Maria Bethânia cercada de amigos

“Diva da música brasileira” é o mínimo que se diz de Maria Bethânia. Merecidamente colocado, o título se deve, resumindo bastante, a dois pontos básicos. O primeiro é que, ao longo desses 47 anos de carreira, ela cuidou do próprio repertório como quem cuida de um filho, e, por conta disso, são poucos seus pontos fracos (nem precisa lembrar da nefasta É o amor). O segundo ponto é que, para construir esse repertório, ela se cercou das melhores referências que existem no Brasil, desde a balada mais radiofônica, até a MPB mais tradicional.

E foi ao lado dessas referências que a baiana quis comemorar seus 35 anos de carreira.

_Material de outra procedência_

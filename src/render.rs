//! HTML rendering for the explorer
//!
//! Renders the enriched record set as a table and single records as a
//! detail page, with the display unit helpers (yoctoNEAR, TGas). All
//! values are chain identifiers or decoded numbers; markup is assembled
//! with plain string formatting.

use crate::decode::DecodedInput;
use crate::records::{Record, RecordDetail};
use std::fmt::Write;
use time::format_description::well_known::Rfc3339;
use time::OffsetDateTime;

const NEAR_EXPLORER: &str = "https://explorer.mainnet.near.org";

/// Format a yoctoNEAR amount for display: whole-ish amounts in NEAR with
/// three decimals, dust as raw yoctoNEAR.
pub fn format_near(yocto: u128) -> String {
    if yocto == 0 {
        "0".to_string()
    } else if yocto >= 10u128.pow(21) {
        format!("{:.3}N", yocto as f64 / 1e24)
    } else {
        format!("{yocto}yoctoN")
    }
}

/// Format an attached/burnt gas amount in teragas.
pub fn format_tgas(gas: u64) -> String {
    format!("{}TGas", (gas as f64 / 1e12).round() as u64)
}

/// Render a block timestamp (nanoseconds since epoch) as RFC 3339.
pub fn format_timestamp(nanos: u64) -> String {
    let seconds = (nanos / 1_000_000_000) as i64;
    OffsetDateTime::from_unix_timestamp(seconds)
        .ok()
        .and_then(|t| t.format(&Rfc3339).ok())
        .unwrap_or_else(|| nanos.to_string())
}

/// Render a block timestamp as an age relative to `now` ("3 minutes",
/// "2 days"). Timestamps in the future or out of range fall back to the
/// absolute form.
pub fn format_age(nanos: u64, now: OffsetDateTime) -> String {
    let seconds = (nanos / 1_000_000_000) as i64;
    let Ok(then) = OffsetDateTime::from_unix_timestamp(seconds) else {
        return format_timestamp(nanos);
    };
    let elapsed = (now - then).whole_seconds();
    if elapsed < 0 {
        return format_timestamp(nanos);
    }
    match elapsed {
        0..=59 => plural(elapsed, "second"),
        60..=3_599 => plural(elapsed / 60, "minute"),
        3_600..=86_399 => plural(elapsed / 3_600, "hour"),
        _ => plural(elapsed / 86_400, "day"),
    }
}

fn plural(count: i64, unit: &str) -> String {
    if count == 1 {
        format!("1 {unit}")
    } else {
        format!("{count} {unit}s")
    }
}

/// Truncate a long value behind a tooltip carrying the full text.
fn truncate_cell(value: &str) -> String {
    if value.len() > 42 {
        format!(
            "<p data-toggle=\"tooltip\" title=\"{value}\">{}...</p>",
            &value[..39]
        )
    } else {
        value.to_string()
    }
}

/// One-line summary of a decoded input for the table.
fn summarize_input(input: &DecodedInput) -> String {
    match input {
        DecodedInput::EthTransaction(tx) => match tx.to {
            Some(to) => format!("to 0x{:x}, value {}", to, tx.value),
            None => format!("deploy, value {}", tx.value),
        },
        DecodedInput::RawHex(hex) => truncate_cell(hex),
    }
}

fn page(title: &str, body: &str) -> String {
    format!(
        "<!DOCTYPE html>\n<html>\n<head><meta charset=\"utf-8\"><title>{title}</title></head>\n\
         <body>\n{body}\n</body>\n</html>\n"
    )
}

/// Render the enriched record set as the main table page. `now` anchors
/// the relative-age column.
pub fn render_table(records: &[Record], now: OffsetDateTime) -> String {
    let mut body = String::new();
    body.push_str("<tt><table class=\"table table-stripped\">\n<thead><tr>");
    for key in [
        "Receipt Hash",
        "Aurora Method",
        "Near Block",
        "Near Time",
        "Value",
        "Fee",
    ] {
        let _ = write!(body, "<th scope=\"col\">{key}</th>");
    }
    body.push_str("</tr></thead>\n<tbody>\n");

    for record in records {
        body.push_str("<tr>");
        let _ = write!(
            body,
            "<td><a href=\"/r/{}/{}\">{}...</a></td>",
            record.receipt_id,
            record.tx_id,
            &record.receipt_id[..record.receipt_id.len().min(10)]
        );
        let _ = write!(body, "<td>{}</td>", record.method);
        let _ = write!(
            body,
            "<td><a href=\"{NEAR_EXPLORER}/blocks/{}\">{}</a></td>",
            record.block_hash, record.block_height
        );
        let _ = write!(
            body,
            "<td><p data-toggle=\"tooltip\" title=\"{}\">{}</p></td>",
            format_timestamp(record.timestamp),
            format_age(record.timestamp, now)
        );
        let _ = write!(body, "<td>{}</td>", summarize_input(&record.input));
        let _ = write!(
            body,
            "<td><p data-toggle=\"tooltip\" title=\"{}\">{}</p></td>",
            record.tokens_burnt,
            format_near(record.tokens_burnt)
        );
        body.push_str("</tr>\n");
    }
    body.push_str("</tbody></table></tt>");

    page("Aurora Explorer", &body)
}

/// Render the per-record detail page.
pub fn render_detail(detail: &RecordDetail) -> String {
    let mut body = String::new();
    body.push_str("<tt><a href=\"/\">&lt;-- Aurora Explorer</a>\n");
    body.push_str("<table class=\"table table-stripped\"><tbody>\n");

    let mut field = |key: &str, value: String| {
        let _ = write!(body, "<tr><td>{key}</td><td>{value}</td></tr>\n");
    };

    field(
        "Receipt Hash",
        format!(
            "<a href=\"{NEAR_EXPLORER}/transactions/{}#{}\">{}</a>",
            detail.tx_id, detail.receipt_id, detail.receipt_id
        ),
    );
    field(
        "Block",
        format!(
            "<a href=\"{NEAR_EXPLORER}/blocks/{}\">{}</a>",
            detail.block_hash, detail.block_height
        ),
    );
    field("Timestamp", format_timestamp(detail.timestamp));
    field("Gas Burnt", format_tgas(detail.gas_burnt));
    field("Fee", format_near(detail.tokens_burnt));
    field(
        "Method",
        detail.method.clone().unwrap_or_else(|| "-".to_string()),
    );

    match &detail.input {
        Some(DecodedInput::EthTransaction(tx)) => {
            field("Sender", "unresolved".to_string());
            field("Nonce", tx.nonce.to_string());
            field("Gas Price", tx.gas_price.to_string());
            field("Gas", tx.gas.to_string());
            field(
                "To",
                match tx.to {
                    Some(to) => format!("0x{to:x}"),
                    None => "(deploy)".to_string(),
                },
            );
            field("Value", tx.value.to_string());
            field("Data", truncate_cell(&format!("0x{}", hex::encode(&tx.data))));
            field(
                "Signature",
                format!("v={} r=0x{:x} s=0x{:x}", tx.signature.v, tx.signature.r, tx.signature.s),
            );
        }
        Some(DecodedInput::RawHex(hex)) => field("Input", truncate_cell(hex)),
        None => field("Input", "-".to_string()),
    }

    body.push_str("</tbody></table></tt>");
    page("Aurora Explorer", &body)
}

#[cfg(test)]
mod tests {
    use super::*;

    #[test]
    fn test_format_near_zero() {
        assert_eq!(format_near(0), "0");
    }

    #[test]
    fn test_format_near_dust() {
        assert_eq!(format_near(123), "123yoctoN");
    }

    #[test]
    fn test_format_near_whole() {
        assert_eq!(format_near(10u128.pow(24)), "1.000N");
        assert_eq!(format_near(2_500_000_000_000_000_000_000_000), "2.500N");
    }

    #[test]
    fn test_format_tgas() {
        assert_eq!(format_tgas(300_000_000_000_000), "300TGas");
        assert_eq!(format_tgas(424_555_062_500), "0TGas");
    }

    #[test]
    fn test_truncate_cell() {
        let short = "0xabcdef";
        assert_eq!(truncate_cell(short), short);

        let long = "a".repeat(50);
        let cell = truncate_cell(&long);
        assert!(cell.contains("..."));
        assert!(cell.contains(&long));
    }

    #[test]
    fn test_format_age() {
        let now = OffsetDateTime::from_unix_timestamp(1_000_000_000).unwrap();
        let nanos = |offset_secs: u64| (1_000_000_000 - offset_secs) * 1_000_000_000;

        assert_eq!(format_age(nanos(0), now), "0 seconds");
        assert_eq!(format_age(nanos(1), now), "1 second");
        assert_eq!(format_age(nanos(59), now), "59 seconds");
        assert_eq!(format_age(nanos(180), now), "3 minutes");
        assert_eq!(format_age(nanos(7_200), now), "2 hours");
        assert_eq!(format_age(nanos(200_000), now), "2 days");
    }

    #[test]
    fn test_format_age_future_falls_back_to_absolute() {
        let now = OffsetDateTime::from_unix_timestamp(1_000_000_000).unwrap();
        let future = 1_000_000_060u64 * 1_000_000_000;
        assert_eq!(format_age(future, now), format_timestamp(future));
    }

    #[test]
    fn test_render_table_contains_record() {
        let record = Record {
            receipt_id: "R1234567890abcdef".to_string(),
            tx_id: "T1".to_string(),
            block_hash: "B1".to_string(),
            gas_attached: 300_000_000_000_000,
            gas_burnt: 424_555_062_500,
            tokens_attached: 0,
            tokens_burnt: 42_455_506_250_000_000_000,
            method: "submit".to_string(),
            input: DecodedInput::RawHex("0xdead".to_string()),
            success_value: Some("0x".to_string()),
            success_receipt_id: None,
            timestamp: 1_000_000_000_000_000_000,
            block_height: 100,
        };
        // Ten minutes after the record's block timestamp.
        let now = OffsetDateTime::from_unix_timestamp(1_000_000_600).unwrap();
        let html = render_table(std::slice::from_ref(&record), now);

        assert!(html.contains("Aurora Explorer"));
        assert!(html.contains("submit"));
        assert!(html.contains("/r/R1234567890abcdef/T1"));
        assert!(html.contains("blocks/B1"));
        assert!(html.contains("10 minutes"));
        // Absolute time stays reachable through the tooltip.
        assert!(html.contains("2001-09-09T01:46:40Z"));
    }
}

Marcado pela informalidade de quem toma cerveja no bar, o show foi gravado em setembro de 2001, no extinto Canecão (RJ), e teve, além da banda dirigida por Jaime Alem, um desfile de amigos ilustres que ajudaram a pavimentar essa trajetória. Recém lançado no DVD Noite Luzidia (Biscoito Fino), o show agrega 31 canções e 19 convidados, que vão do irmão Caetano, na seminal É de manhã, até Ana Carolina, em Pra rua me levar. Em meio a um desfile tão cheio de estrelas, os pontos altos ficam para os amigos de velha data Chico Buarque, na operística Sem Fantasia, e Gilberto Gil, apresentando, entre outras, a belíssima Se eu morresse de saudade.

Delicada e com ar blasé, Adriana Calcanhoto também faz bonito duentando em Depois de ter você, que encerra com um selinho na Abelha Rainha. Fechando a apresentação com O que é, o que é, do sempre necessário Gonzaguinha, Noite Luzidia traz ainda depoimentos de cada um dos convidados, todos falando sobre a importância de Maria Bethânia em suas vidas e carreiras. A informalidade que permeia o registro é incomum e até empalidece as presenças de Arnaldo Antunes e Branco Mello. Ainda assim, o que se mostra é uma artista que faz do palco sua igreja, mas que, naquele momento, só queria celebrar o aniversário entre os amigos.